* _What to produce_
When a line below contains the string "AtomicBackground", show that line.

(Stored data entries)

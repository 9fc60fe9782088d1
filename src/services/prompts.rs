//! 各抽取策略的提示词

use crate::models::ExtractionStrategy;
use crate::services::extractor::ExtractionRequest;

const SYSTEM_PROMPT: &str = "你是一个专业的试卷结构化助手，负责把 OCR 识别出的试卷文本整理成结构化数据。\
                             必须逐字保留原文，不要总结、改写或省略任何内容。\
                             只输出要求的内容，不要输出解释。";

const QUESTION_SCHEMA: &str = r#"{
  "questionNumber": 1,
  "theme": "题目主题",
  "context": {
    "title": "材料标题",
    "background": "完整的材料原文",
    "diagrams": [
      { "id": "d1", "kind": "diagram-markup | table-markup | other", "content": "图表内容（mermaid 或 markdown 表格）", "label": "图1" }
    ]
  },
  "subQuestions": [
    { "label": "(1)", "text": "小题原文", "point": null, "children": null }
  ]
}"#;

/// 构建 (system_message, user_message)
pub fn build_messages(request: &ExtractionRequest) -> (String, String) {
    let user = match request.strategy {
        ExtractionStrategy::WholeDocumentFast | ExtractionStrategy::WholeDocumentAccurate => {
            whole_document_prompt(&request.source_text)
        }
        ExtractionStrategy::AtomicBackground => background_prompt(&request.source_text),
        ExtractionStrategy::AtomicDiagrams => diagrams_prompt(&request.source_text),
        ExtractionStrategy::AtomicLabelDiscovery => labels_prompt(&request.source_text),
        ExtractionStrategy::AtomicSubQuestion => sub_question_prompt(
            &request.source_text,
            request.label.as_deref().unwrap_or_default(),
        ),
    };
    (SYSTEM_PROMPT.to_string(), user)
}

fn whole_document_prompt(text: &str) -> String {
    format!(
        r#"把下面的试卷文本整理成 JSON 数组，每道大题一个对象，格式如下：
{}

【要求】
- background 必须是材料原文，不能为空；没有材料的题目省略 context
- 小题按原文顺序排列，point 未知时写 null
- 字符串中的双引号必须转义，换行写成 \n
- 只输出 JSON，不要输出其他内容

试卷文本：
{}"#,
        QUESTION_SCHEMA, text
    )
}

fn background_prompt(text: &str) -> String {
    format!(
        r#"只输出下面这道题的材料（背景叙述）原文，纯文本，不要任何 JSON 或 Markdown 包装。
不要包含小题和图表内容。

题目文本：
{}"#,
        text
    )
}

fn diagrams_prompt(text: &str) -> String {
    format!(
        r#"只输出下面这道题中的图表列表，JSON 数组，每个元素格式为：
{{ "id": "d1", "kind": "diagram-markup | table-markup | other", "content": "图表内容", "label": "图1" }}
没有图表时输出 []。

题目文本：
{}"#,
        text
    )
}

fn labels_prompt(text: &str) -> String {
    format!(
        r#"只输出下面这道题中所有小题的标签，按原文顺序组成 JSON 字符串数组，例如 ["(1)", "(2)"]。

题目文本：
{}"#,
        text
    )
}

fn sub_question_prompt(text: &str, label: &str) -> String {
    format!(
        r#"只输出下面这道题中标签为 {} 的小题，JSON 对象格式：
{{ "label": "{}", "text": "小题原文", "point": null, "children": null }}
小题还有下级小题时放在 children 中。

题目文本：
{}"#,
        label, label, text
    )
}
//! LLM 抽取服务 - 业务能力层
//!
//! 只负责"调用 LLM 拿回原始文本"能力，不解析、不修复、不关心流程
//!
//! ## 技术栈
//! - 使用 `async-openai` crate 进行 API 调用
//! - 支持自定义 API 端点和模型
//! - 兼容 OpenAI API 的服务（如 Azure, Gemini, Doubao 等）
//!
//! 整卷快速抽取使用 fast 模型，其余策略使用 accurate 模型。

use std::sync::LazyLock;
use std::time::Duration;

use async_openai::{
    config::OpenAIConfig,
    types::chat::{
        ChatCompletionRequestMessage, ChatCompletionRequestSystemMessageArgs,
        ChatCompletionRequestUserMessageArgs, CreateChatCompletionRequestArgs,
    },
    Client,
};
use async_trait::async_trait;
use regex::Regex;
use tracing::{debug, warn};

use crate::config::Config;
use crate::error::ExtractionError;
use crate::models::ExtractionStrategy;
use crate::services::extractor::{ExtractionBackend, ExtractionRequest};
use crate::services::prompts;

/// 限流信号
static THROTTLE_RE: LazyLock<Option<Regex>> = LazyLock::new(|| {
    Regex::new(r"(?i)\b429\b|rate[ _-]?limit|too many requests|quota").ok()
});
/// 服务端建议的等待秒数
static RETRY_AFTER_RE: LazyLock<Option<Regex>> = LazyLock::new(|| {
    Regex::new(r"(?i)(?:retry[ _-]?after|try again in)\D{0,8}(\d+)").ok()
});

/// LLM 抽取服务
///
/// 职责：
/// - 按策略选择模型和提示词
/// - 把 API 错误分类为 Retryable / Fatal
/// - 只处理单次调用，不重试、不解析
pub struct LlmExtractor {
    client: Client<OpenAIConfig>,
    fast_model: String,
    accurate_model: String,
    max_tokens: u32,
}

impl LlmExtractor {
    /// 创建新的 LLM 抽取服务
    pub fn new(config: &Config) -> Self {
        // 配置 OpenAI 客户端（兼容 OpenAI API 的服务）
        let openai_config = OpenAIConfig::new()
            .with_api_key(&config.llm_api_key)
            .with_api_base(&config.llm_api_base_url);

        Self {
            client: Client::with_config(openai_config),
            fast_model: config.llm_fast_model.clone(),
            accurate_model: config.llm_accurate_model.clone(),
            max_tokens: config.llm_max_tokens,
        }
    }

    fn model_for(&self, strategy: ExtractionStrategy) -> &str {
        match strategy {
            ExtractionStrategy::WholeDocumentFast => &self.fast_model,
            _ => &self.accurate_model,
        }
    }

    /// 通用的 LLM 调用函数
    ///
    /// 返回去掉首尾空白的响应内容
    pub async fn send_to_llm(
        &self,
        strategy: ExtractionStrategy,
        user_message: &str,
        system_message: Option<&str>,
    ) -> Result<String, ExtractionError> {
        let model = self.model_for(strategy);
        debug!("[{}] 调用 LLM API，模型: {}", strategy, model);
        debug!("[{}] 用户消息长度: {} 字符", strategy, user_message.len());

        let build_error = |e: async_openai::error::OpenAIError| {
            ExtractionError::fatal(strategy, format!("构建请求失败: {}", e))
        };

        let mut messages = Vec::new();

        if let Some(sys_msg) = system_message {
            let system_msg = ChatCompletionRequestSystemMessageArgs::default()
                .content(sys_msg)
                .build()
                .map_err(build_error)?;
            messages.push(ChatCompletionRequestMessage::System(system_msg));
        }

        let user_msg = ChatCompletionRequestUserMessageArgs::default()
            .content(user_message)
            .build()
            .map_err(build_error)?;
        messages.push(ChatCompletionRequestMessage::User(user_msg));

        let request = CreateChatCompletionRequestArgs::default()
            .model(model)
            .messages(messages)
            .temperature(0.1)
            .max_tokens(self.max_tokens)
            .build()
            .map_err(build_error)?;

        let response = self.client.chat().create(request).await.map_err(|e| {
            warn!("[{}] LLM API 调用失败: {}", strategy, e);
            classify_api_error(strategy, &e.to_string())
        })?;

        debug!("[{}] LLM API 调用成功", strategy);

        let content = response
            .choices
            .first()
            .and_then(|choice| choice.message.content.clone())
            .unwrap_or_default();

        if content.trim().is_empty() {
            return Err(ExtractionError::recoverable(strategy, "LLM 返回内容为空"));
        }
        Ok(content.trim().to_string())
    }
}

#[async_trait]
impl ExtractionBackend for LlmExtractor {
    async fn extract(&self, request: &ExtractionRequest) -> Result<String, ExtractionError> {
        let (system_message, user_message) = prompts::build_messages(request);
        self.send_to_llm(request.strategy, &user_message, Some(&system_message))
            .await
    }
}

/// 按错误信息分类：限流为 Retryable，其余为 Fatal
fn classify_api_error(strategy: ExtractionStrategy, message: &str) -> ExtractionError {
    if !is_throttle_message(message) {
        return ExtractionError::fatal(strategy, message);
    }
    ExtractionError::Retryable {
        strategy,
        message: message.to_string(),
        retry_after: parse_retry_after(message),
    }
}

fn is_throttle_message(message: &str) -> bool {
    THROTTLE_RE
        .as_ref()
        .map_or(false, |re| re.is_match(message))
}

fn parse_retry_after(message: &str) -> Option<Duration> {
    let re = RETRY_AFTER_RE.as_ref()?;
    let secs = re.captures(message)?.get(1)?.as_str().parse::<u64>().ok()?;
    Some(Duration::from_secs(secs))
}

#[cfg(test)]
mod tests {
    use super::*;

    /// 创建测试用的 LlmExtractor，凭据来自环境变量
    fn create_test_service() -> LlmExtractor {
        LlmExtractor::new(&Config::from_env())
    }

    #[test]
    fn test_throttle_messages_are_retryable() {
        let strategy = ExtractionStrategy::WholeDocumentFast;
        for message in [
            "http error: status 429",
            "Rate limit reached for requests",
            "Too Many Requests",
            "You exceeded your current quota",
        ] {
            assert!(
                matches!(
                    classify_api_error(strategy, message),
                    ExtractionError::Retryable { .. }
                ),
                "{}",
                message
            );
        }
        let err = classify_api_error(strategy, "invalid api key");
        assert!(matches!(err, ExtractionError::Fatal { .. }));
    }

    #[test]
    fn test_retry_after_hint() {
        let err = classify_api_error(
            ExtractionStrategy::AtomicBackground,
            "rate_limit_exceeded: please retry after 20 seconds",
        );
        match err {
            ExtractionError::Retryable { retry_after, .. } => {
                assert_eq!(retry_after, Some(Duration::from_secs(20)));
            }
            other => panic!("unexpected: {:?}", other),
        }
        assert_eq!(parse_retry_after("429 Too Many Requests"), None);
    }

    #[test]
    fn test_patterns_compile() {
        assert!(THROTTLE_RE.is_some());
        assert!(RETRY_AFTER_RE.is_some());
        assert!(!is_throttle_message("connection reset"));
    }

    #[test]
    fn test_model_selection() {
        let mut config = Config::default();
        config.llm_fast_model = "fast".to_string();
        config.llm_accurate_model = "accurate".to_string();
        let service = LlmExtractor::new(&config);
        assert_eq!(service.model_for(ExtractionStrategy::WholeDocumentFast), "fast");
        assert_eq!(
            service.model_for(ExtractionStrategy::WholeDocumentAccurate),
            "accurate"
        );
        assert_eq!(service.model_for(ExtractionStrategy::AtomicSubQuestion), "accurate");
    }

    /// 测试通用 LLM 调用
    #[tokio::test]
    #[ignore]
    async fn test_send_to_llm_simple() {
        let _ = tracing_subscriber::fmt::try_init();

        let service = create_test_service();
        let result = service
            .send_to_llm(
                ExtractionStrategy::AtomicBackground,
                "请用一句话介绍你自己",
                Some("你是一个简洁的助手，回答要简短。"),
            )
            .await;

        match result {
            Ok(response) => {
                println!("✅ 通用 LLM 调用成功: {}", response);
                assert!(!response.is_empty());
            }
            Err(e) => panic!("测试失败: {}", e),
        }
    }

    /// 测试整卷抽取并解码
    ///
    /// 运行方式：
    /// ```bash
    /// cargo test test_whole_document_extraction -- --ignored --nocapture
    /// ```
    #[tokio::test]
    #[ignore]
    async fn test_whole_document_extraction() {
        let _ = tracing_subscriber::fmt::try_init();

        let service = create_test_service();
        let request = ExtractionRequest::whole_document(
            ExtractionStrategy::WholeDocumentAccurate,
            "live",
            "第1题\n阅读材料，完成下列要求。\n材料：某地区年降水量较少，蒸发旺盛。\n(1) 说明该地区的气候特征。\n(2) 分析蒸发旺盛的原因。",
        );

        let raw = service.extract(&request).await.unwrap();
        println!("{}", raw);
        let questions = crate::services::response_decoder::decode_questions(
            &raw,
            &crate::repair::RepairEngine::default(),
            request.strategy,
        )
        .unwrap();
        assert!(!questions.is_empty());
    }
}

* _Result of this exercise_
        ExtractionStrategy::AtomicBackground => background_prompt(&request.source_text),
            ExtractionStrategy::AtomicBackground,
                ExtractionStrategy::AtomicBackground,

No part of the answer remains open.